- Aim of the task
Wherever a line in the data holds the word "chrono", pull that line out.

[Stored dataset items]
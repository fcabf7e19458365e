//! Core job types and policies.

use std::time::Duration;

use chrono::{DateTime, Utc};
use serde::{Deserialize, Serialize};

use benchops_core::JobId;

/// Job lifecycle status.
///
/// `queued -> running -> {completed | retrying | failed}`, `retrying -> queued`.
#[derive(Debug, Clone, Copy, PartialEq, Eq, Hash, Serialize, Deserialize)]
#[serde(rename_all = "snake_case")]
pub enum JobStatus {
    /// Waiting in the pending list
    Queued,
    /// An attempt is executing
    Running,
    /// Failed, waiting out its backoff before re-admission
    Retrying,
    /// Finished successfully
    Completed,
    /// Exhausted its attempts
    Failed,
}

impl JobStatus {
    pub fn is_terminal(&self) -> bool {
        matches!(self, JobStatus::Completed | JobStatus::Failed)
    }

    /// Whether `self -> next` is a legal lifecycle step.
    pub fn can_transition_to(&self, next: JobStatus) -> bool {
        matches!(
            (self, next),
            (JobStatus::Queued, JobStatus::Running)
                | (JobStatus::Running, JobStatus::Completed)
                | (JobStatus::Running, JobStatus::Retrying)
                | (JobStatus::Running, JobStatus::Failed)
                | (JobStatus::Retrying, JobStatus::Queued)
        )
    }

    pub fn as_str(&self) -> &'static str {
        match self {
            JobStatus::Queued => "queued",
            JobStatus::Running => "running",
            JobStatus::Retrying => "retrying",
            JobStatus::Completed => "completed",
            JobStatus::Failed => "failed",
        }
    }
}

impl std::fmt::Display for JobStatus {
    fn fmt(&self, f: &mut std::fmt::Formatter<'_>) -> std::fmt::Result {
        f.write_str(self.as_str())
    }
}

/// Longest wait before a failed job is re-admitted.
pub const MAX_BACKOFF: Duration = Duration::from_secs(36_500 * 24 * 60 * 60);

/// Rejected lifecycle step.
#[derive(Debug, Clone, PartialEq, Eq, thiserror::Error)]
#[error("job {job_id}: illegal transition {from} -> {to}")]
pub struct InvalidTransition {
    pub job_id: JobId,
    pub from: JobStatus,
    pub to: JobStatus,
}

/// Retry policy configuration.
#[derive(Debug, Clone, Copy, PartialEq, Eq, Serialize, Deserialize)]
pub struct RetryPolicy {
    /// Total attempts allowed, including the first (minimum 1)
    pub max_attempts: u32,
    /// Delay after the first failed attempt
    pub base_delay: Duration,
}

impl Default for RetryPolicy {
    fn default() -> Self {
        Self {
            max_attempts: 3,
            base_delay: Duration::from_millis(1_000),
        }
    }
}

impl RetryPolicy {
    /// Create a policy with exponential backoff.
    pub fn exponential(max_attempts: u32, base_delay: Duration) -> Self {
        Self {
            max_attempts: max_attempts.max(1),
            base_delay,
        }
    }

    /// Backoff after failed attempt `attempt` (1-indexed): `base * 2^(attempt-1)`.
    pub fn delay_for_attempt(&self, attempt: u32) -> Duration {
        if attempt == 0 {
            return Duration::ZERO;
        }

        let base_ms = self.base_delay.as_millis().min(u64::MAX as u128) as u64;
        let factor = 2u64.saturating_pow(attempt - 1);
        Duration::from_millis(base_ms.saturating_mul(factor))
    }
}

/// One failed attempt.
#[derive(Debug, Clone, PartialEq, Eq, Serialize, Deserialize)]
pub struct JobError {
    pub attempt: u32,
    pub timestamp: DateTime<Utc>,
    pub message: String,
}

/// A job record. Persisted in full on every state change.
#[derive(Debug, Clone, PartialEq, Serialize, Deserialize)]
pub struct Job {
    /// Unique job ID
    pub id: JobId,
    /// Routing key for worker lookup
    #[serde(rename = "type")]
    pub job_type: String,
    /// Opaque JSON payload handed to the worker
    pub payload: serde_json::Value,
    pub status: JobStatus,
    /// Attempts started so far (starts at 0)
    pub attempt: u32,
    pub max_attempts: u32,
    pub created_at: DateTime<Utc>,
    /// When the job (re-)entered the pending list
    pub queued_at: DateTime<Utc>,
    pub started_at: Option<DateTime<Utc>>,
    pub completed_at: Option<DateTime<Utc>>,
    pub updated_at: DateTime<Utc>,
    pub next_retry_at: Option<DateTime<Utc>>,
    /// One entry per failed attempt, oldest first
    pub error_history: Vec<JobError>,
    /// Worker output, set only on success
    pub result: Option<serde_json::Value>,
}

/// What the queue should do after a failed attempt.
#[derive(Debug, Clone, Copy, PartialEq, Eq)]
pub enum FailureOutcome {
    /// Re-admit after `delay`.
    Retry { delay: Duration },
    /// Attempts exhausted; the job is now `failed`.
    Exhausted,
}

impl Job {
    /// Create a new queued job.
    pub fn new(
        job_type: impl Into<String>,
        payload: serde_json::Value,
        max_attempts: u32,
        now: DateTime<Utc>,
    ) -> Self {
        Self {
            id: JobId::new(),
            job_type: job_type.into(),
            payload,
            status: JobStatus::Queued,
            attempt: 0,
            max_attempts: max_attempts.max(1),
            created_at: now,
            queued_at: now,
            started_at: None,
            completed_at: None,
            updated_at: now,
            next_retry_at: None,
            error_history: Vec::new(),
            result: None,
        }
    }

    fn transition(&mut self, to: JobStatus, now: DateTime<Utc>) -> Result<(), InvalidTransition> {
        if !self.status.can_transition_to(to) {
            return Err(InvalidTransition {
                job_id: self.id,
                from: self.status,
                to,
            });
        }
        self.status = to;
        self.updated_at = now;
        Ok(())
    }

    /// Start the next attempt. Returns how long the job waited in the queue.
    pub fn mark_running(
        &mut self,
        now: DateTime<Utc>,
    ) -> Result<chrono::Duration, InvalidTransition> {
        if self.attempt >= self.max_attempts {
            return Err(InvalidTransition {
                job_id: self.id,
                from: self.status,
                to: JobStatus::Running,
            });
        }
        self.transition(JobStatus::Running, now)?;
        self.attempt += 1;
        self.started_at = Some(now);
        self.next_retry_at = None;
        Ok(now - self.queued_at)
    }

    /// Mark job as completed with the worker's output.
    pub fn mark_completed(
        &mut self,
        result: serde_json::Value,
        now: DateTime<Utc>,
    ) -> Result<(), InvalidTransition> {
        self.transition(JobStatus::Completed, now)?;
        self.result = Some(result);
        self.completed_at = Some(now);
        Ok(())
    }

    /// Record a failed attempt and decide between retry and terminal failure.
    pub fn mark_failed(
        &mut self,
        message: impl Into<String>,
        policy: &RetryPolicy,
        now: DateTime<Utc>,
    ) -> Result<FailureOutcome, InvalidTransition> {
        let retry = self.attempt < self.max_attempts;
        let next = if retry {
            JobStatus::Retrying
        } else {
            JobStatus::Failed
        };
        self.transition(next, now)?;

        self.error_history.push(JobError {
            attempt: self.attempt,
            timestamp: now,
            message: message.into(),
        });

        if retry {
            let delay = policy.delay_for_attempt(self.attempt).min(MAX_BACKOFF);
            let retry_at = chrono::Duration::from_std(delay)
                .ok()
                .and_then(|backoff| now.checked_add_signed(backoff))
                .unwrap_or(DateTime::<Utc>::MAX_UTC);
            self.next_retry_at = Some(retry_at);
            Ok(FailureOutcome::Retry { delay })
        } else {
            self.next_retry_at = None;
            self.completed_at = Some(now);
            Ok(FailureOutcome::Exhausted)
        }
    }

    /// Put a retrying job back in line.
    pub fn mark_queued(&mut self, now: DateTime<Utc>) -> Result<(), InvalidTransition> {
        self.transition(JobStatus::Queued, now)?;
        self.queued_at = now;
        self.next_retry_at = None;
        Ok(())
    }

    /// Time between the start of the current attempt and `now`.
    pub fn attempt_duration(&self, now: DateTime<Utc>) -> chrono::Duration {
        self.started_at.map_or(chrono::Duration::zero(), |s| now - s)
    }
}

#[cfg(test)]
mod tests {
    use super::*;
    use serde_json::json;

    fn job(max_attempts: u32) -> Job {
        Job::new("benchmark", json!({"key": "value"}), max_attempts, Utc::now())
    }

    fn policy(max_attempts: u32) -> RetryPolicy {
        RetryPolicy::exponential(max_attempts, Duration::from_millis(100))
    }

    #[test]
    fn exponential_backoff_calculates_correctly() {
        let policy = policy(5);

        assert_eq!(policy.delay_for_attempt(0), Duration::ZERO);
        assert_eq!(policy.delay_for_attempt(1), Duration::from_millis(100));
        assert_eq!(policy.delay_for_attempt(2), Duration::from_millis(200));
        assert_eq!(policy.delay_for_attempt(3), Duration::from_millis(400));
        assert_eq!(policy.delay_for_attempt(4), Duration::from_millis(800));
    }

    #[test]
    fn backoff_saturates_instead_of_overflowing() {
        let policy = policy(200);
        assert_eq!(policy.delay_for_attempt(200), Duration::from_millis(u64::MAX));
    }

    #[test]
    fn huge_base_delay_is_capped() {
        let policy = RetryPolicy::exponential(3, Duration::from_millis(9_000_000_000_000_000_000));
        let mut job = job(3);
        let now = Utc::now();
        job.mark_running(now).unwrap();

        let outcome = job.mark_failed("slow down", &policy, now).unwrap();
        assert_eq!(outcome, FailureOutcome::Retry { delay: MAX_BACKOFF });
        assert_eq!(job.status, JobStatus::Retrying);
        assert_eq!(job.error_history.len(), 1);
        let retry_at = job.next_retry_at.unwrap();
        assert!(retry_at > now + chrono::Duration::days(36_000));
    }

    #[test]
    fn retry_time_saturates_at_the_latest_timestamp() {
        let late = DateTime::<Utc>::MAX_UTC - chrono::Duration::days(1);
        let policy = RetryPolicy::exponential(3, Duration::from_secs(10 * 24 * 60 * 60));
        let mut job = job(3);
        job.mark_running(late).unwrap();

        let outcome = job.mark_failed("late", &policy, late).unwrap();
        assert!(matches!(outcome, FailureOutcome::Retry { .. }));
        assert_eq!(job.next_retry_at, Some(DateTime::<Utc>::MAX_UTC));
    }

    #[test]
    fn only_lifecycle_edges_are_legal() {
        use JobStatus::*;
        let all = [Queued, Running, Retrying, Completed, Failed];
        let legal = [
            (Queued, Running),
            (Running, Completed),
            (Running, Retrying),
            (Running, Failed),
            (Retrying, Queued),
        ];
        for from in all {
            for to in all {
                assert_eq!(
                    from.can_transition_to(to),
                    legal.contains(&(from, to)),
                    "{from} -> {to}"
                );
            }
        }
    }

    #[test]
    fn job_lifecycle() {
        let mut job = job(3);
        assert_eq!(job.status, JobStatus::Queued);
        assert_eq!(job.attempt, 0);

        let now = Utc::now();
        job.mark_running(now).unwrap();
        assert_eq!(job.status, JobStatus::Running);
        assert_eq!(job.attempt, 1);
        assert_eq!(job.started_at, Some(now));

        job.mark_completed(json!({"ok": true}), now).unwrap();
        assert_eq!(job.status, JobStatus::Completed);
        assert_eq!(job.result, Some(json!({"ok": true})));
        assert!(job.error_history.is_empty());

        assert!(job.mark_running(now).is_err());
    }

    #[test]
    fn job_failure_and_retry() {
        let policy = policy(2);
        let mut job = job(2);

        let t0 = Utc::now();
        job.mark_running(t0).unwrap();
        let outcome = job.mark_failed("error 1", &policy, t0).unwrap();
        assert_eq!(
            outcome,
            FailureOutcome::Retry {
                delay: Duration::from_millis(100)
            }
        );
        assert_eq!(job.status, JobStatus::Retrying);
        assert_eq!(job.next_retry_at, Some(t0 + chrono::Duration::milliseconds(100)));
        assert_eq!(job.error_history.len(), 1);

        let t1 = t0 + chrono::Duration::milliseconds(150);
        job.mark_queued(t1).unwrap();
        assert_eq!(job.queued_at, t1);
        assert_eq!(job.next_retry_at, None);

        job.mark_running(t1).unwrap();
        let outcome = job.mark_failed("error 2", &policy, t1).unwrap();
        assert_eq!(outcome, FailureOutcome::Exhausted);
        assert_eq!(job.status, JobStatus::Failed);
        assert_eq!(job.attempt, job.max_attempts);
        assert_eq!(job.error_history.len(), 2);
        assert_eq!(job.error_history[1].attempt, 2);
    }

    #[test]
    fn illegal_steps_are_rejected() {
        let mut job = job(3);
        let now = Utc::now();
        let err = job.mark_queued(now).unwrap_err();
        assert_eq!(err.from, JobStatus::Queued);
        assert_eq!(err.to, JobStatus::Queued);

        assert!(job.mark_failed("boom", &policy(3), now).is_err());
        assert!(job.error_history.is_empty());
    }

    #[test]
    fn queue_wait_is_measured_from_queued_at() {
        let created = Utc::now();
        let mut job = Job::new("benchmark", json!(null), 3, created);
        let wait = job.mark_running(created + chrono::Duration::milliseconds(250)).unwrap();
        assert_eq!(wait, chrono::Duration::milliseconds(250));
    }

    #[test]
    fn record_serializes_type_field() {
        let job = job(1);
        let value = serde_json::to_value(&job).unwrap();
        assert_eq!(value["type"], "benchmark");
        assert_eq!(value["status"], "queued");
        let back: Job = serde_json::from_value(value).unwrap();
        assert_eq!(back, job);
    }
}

- Exercise response
use chrono::{DateTime, Utc};
    ) -> Result<chrono::Duration, InvalidTransition> {
            let retry_at = chrono::Duration::from_std(delay)
    pub fn attempt_duration(&self, now: DateTime<Utc>) -> chrono::Duration {
        self.started_at.map_or(chrono::Duration::zero(), |s| now - s)
        assert!(retry_at > now + chrono::Duration::days(36_000));
        let late = DateTime::<Utc>::MAX_UTC - chrono::Duration::days(1);
        assert_eq!(job.next_retry_at, Some(t0 + chrono::Duration::milliseconds(100)));
        let t1 = t0 + chrono::Duration::milliseconds(150);
        let wait = job.mark_running(created + chrono::Duration::milliseconds(250)).unwrap();
        assert_eq!(wait, chrono::Duration::milliseconds(250));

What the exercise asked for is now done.